I talked to Aguirre this morning about the hearing and he said it was “very positive.” He said to illustrate his reasoning for wanting the case heard in San Diego, he asked the courtroom some rhetorical questions using context that only a local judge would understand: “How would you handle foreclosures in Skyline? How would you handle a foreclosure in Encanto?”
“That’s what they took off on,” he told me.
Contrasting his case from the ones filed by the attorneys general in other states, Aguirre said he’s fighting for the foreclosure proceedings to be stopped, not for damages or penalties.
“We don’t want damages, we want people in their homes,” he said.
From a LegalNewsline account of the hearing:
“We are suffering dearly in San Diego,” Aguirre said. “We are trying to stop all those foreclosures so we don’t destroy those neighborhoods.

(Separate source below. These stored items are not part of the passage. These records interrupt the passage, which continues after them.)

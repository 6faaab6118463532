//! Mock service configuration.
//!
//! Every field has a default, so a YAML file only needs to mention what it
//! changes:
//!
//! ```yaml
//! image:
//!   tag: "v0.50.0.28"
//! request_timeout_secs: 5
//! fixtures:
//!   - fixtures/simple.json
//! ```

use crate::{Error, Result};
use serde::{Deserialize, Serialize};
use std::path::{Path, PathBuf};
use std::time::Duration;

/// Image used when none is configured
pub const DEFAULT_REPOSITORY: &str = "pactfoundation/pact-cli";
/// Tag used when none is configured
pub const DEFAULT_TAG: &str = "latest";
/// Port the mock service listens on inside the container
pub const DEFAULT_PORT: u16 = 1234;

/// Configuration for a mock service session
#[derive(Debug, Clone, Serialize, Deserialize, PartialEq)]
#[serde(default)]
pub struct MockServiceConfig {
    /// Image to run
    pub image: ImageConfig,
    /// Port the mock service listens on inside the container
    pub port: u16,
    /// Address the mock service binds to inside the container
    pub bind_host: String,
    /// Default deadline for control-plane calls, in seconds
    pub request_timeout_secs: u64,
    /// Deadline for starting the container, image pull included, in seconds
    pub launch_timeout_secs: u64,
    /// Readiness probe tuning
    pub probe: ProbeConfig,
    /// Interaction fixtures loaded at session start, in order
    pub fixtures: Vec<PathBuf>,
    /// Attach to an already running mock service instead of launching one
    pub base_url: Option<String>,
}

/// Container image reference
#[derive(Debug, Clone, Serialize, Deserialize, PartialEq)]
#[serde(default)]
pub struct ImageConfig {
    /// Image repository
    pub repository: String,
    /// Image tag
    pub tag: String,
}

/// Exponential backoff settings for the readiness probe
#[derive(Debug, Clone, Serialize, Deserialize, PartialEq)]
#[serde(default)]
pub struct ProbeConfig {
    /// Delay before the first retry, in milliseconds
    pub initial_interval_ms: u64,
    /// Growth factor between retries
    pub multiplier: f64,
    /// Upper bound for a single retry delay, in seconds
    pub max_interval_secs: u64,
    /// Total time budget for the probe, in seconds
    pub max_elapsed_secs: u64,
}

impl Default for MockServiceConfig {
    fn default() -> Self {
        Self {
            image: ImageConfig::default(),
            port: DEFAULT_PORT,
            bind_host: "0.0.0.0".to_string(),
            request_timeout_secs: 10,
            launch_timeout_secs: 300,
            probe: ProbeConfig::default(),
            fixtures: Vec::new(),
            base_url: None,
        }
    }
}

impl Default for ImageConfig {
    fn default() -> Self {
        Self {
            repository: DEFAULT_REPOSITORY.to_string(),
            tag: DEFAULT_TAG.to_string(),
        }
    }
}

impl Default for ProbeConfig {
    fn default() -> Self {
        Self {
            initial_interval_ms: 500,
            multiplier: 2.0,
            max_interval_secs: 5,
            max_elapsed_secs: 60,
        }
    }
}

impl MockServiceConfig {
    /// Load and validate a YAML configuration file
    pub fn from_file(path: impl AsRef<Path>) -> Result<Self> {
        let path = path.as_ref();
        let content = std::fs::read_to_string(path)
            .map_err(|e| Error::Config(format!("failed to read {}: {}", path.display(), e)))?;
        Self::from_yaml_str(&content)
    }

    /// Parse and validate a YAML document
    pub fn from_yaml_str(yaml: &str) -> Result<Self> {
        let config: Self = serde_yaml::from_str(yaml)
            .map_err(|e| Error::Config(format!("invalid configuration: {}", e)))?;
        config.validate()?;
        Ok(config)
    }

    /// Check that the values can produce a working session
    pub fn validate(&self) -> Result<()> {
        if self.port == 0 {
            return Err(Error::Config("port must not be 0".to_string()));
        }
        if self.request_timeout_secs == 0 {
            return Err(Error::Config(
                "request_timeout_secs must be greater than 0".to_string(),
            ));
        }
        if self.launch_timeout_secs == 0 {
            return Err(Error::Config(
                "launch_timeout_secs must be greater than 0".to_string(),
            ));
        }
        if self.probe.initial_interval_ms == 0 {
            return Err(Error::Config(
                "probe.initial_interval_ms must be greater than 0".to_string(),
            ));
        }
        if self.probe.max_interval_secs == 0 {
            return Err(Error::Config(
                "probe.max_interval_secs must be greater than 0".to_string(),
            ));
        }
        if self.probe.multiplier.is_nan() || self.probe.multiplier < 1.0 {
            return Err(Error::Config(format!(
                "probe.multiplier must be at least 1.0, got {}",
                self.probe.multiplier
            )));
        }
        if self.probe.max_interval() > self.probe.max_elapsed() {
            return Err(Error::Config(
                "probe.max_interval_secs must not exceed probe.max_elapsed_secs".to_string(),
            ));
        }
        if let Some(url) = &self.base_url {
            if !(url.starts_with("http://") || url.starts_with("https://")) {
                return Err(Error::Config(format!(
                    "base_url must be an http(s) URL, got {url}"
                )));
            }
        }
        Ok(())
    }

    /// Default deadline for control-plane calls
    pub fn request_timeout(&self) -> Duration {
        Duration::from_secs(self.request_timeout_secs)
    }

    /// Deadline for starting the container
    pub fn launch_timeout(&self) -> Duration {
        Duration::from_secs(self.launch_timeout_secs)
    }

    /// Set the image tag
    pub fn with_tag(mut self, tag: impl Into<String>) -> Self {
        self.image.tag = tag.into();
        self
    }

    /// Append a fixture path
    pub fn with_fixture(mut self, path: impl Into<PathBuf>) -> Self {
        self.fixtures.push(path.into());
        self
    }

    /// Attach to an existing mock service
    pub fn with_base_url(mut self, url: impl Into<String>) -> Self {
        self.base_url = Some(url.into());
        self
    }
}

impl ImageConfig {
    /// Repository, falling back to the default image when blank
    pub fn repository(&self) -> &str {
        if self.repository.trim().is_empty() {
            DEFAULT_REPOSITORY
        } else {
            &self.repository
        }
    }
}

impl ProbeConfig {
    /// Delay before the first retry
    pub fn initial_interval(&self) -> Duration {
        Duration::from_millis(self.initial_interval_ms)
    }

    /// Upper bound for a single retry delay
    pub fn max_interval(&self) -> Duration {
        Duration::from_secs(self.max_interval_secs)
    }

    /// Total time budget
    pub fn max_elapsed(&self) -> Duration {
        Duration::from_secs(self.max_elapsed_secs)
    }
}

Many of those homeowners, even though they are current, are having trouble selling or refinancing because of all the vacant properties around them.”
Aguirre said he was encouraged in speaking with the other legal teams assembled, including the lawyers representing the California Attorney General’s office.
“They did a good job,” Aguirre said of Brown’s legal team.
Aguirre and Brown have sparred publicly in recent weeks over Brown’s lack of support for a foreclosure moratorium, something Aguirre has been an outspoken proponent of. …
Brown has said in recent weeks that Aguirre was simply “grandstanding” while his office did the serious work of negotiating a settlement with Bank of America.